--- Activity ---
Print all the entries verbatim.

Data for analysis section start

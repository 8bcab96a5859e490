use std::path::{Path, PathBuf};

use anyhow::{Context, Result};
use clap::{Parser, Subcommand};
use common_observability::GatewayMetrics;
use pi_client::{Credentials, GatewayConfig, PaymentGatewayClient, PaymentInitiationRequest};
use serde_json::Value;
use tracing::info;
use tracing_subscriber::EnvFilter;

/// Signed calls against the Payment Initiation API using SWEDBANK_* settings.
#[derive(Parser)]
#[command(author, version, about, long_about = None)]
struct Cli {
    /// Print Prometheus metrics for the call to stderr once it finishes
    #[arg(long, global = true)]
    metrics: bool,
    #[command(subcommand)]
    command: Command,
}

#[derive(Subcommand)]
enum Command {
    /// List banks available under the merchant agreement
    Providers {
        /// Country code recorded with failures (defaults to SWEDBANK_DEFAULT_COUNTRY)
        #[arg(long)]
        country: Option<String>,
    },
    /// Fetch a payment status from a status URL returned by the bank
    Status { url: String },
    /// Create a payment initiation from a JSON file and print the SCA redirect URL
    Initiate { payment: PathBuf },
    /// Request the initiation form for a provider
    Form {
        #[arg(long)]
        bic: String,
        payment: PathBuf,
    },
}

#[tokio::main]
async fn main() -> Result<()> {
    let cli = Cli::parse();
    let config = GatewayConfig::from_env().context("invalid SWEDBANK_* configuration")?;

    let filter = EnvFilter::try_from_default_env()
        .unwrap_or_else(|_| EnvFilter::new(config.logging.level.to_string().to_ascii_lowercase()));
    tracing_subscriber::fmt()
        .with_env_filter(filter)
        .with_writer(std::io::stderr)
        .init();

    let credentials = config
        .credentials()
        .context("no usable credentials for the active environment")?;
    let mut builder = PaymentGatewayClient::builder(&config);
    if cli.metrics {
        builder = builder.with_metrics(GatewayMetrics::new());
    }
    let client = builder.build()?;
    info!(environment = %client.environment(), base_url = client.base_url(), "payment gateway client ready");

    let outcome = run(cli.command, &client, &credentials, &config).await;
    if let Some(metrics) = client.metrics() {
        eprint!("{}", metrics.render().context("failed to render metrics")?);
    }

    println!("{}", serde_json::to_string_pretty(&outcome?)?);
    Ok(())
}

async fn run(
    command: Command,
    client: &PaymentGatewayClient,
    credentials: &Credentials,
    config: &GatewayConfig,
) -> Result<Value> {
    let output = match command {
        Command::Providers { country } => {
            let country = country.unwrap_or_else(|| config.payment.default_country.clone());
            let providers = client.get_payment_providers(&country, credentials).await?;
            serde_json::to_value(providers)?
        }
        Command::Status { url } => client.get_payment_status(&url, credentials).await?,
        Command::Initiate { payment } => {
            let request = PaymentInitiationRequest::new(load_json(&payment)?)?;
            let redirect = client.create_payment_initiation(&request, credentials).await?;
            Value::String(redirect)
        }
        Command::Form { bic, payment } => {
            let payment_data = load_json(&payment)?;
            client
                .get_payment_initiation_form(&bic, &payment_data, credentials)
                .await?
        }
    };
    Ok(output)
}

fn load_json(path: &Path) -> Result<Value> {
    let raw = std::fs::read_to_string(path)
        .with_context(|| format!("failed to read {}", path.display()))?;
    serde_json::from_str(&raw).with_context(|| format!("{} is not valid JSON", path.display()))
}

Data for analysis section end

--- Result of this exercise ---
repository 8bcab96a5859e490
use std::path::{Path, PathBuf};

use anyhow::{Context, Result};
use clap::{Parser, Subcommand};
use common_observability::GatewayMetrics;
use pi_client::{Credentials, GatewayConfig, PaymentGatewayClient, PaymentInitiationRequest};
use serde_json::Value;
use tracing::info;
use tracing_subscriber::EnvFilter;

/// Signed calls against the Payment Initiation API using SWEDBANK_* settings.
#[derive(Parser)]
#[command(author, version, about, long_about = None)]
struct Cli {
    /// Print Prometheus metrics for the call to stderr once it finishes
    #[arg(long, global = true)]
    metrics: bool,
    #[command(subcommand)]
    command: Command,
}

#[derive(Subcommand)]
enum Command {
    /// List banks available under the merchant agreement
    Providers {
        /// Country code recorded with failures (defaults to SWEDBANK_DEFAULT_COUNTRY)
        #[arg(long)]
        country: Option<String>,
    },
    /// Fetch a payment status from a status URL returned by the bank
    Status { url: String },
    /// Create a payment initiation from a JSON file and print the SCA redirect URL
    Initiate { payment: PathBuf },
    /// Request the initiation form for a provider
    Form {
        #[arg(long)]
        bic: String,
        payment: PathBuf,
    },
}

#[tokio::main]
async fn main() -> Result<()> {
    let cli = Cli::parse();
    let config = GatewayConfig::from_env().context("invalid SWEDBANK_* configuration")?;

    let filter = EnvFilter::try_from_default_env()
        .unwrap_or_else(|_| EnvFilter::new(config.logging.level.to_string().to_ascii_lowercase()));
    tracing_subscriber::fmt()
        .with_env_filter(filter)
        .with_writer(std::io::stderr)
        .init();

    let credentials = config
        .credentials()
        .context("no usable credentials for the active environment")?;
    let mut builder = PaymentGatewayClient::builder(&config);
    if cli.metrics {
        builder = builder.with_metrics(GatewayMetrics::new());
    }
    let client = builder.build()?;
    info!(environment = %client.environment(), base_url = client.base_url(), "payment gateway client ready");

    let outcome = run(cli.command, &client, &credentials, &config).await;
    if let Some(metrics) = client.metrics() {
        eprint!("{}", metrics.render().context("failed to render metrics")?);
    }

    println!("{}", serde_json::to_string_pretty(&outcome?)?);
    Ok(())
}

async fn run(
    command: Command,
    client: &PaymentGatewayClient,
    credentials: &Credentials,
    config: &GatewayConfig,
) -> Result<Value> {
    let output = match command {
        Command::Providers { country } => {
            let country = country.unwrap_or_else(|| config.payment.default_country.clone());
            let providers = client.get_payment_providers(&country, credentials).await?;
            serde_json::to_value(providers)?
        }
        Command::Status { url } => client.get_payment_status(&url, credentials).await?,
        Command::Initiate { payment } => {
            let request = PaymentInitiationRequest::new(load_json(&payment)?)?;
            let redirect = client.create_payment_initiation(&request, credentials).await?;
            Value::String(redirect)
        }
        Command::Form { bic, payment } => {
            let payment_data = load_json(&payment)?;
            client
                .get_payment_initiation_form(&bic, &payment_data, credentials)
                .await?
        }
    };
    Ok(output)
}

fn load_json(path: &Path) -> Result<Value> {
    let raw = std::fs::read_to_string(path)
        .with_context(|| format!("failed to read {}", path.display()))?;
    serde_json::from_str(&raw).with_context(|| format!("{} is not valid JSON", path.display()))
}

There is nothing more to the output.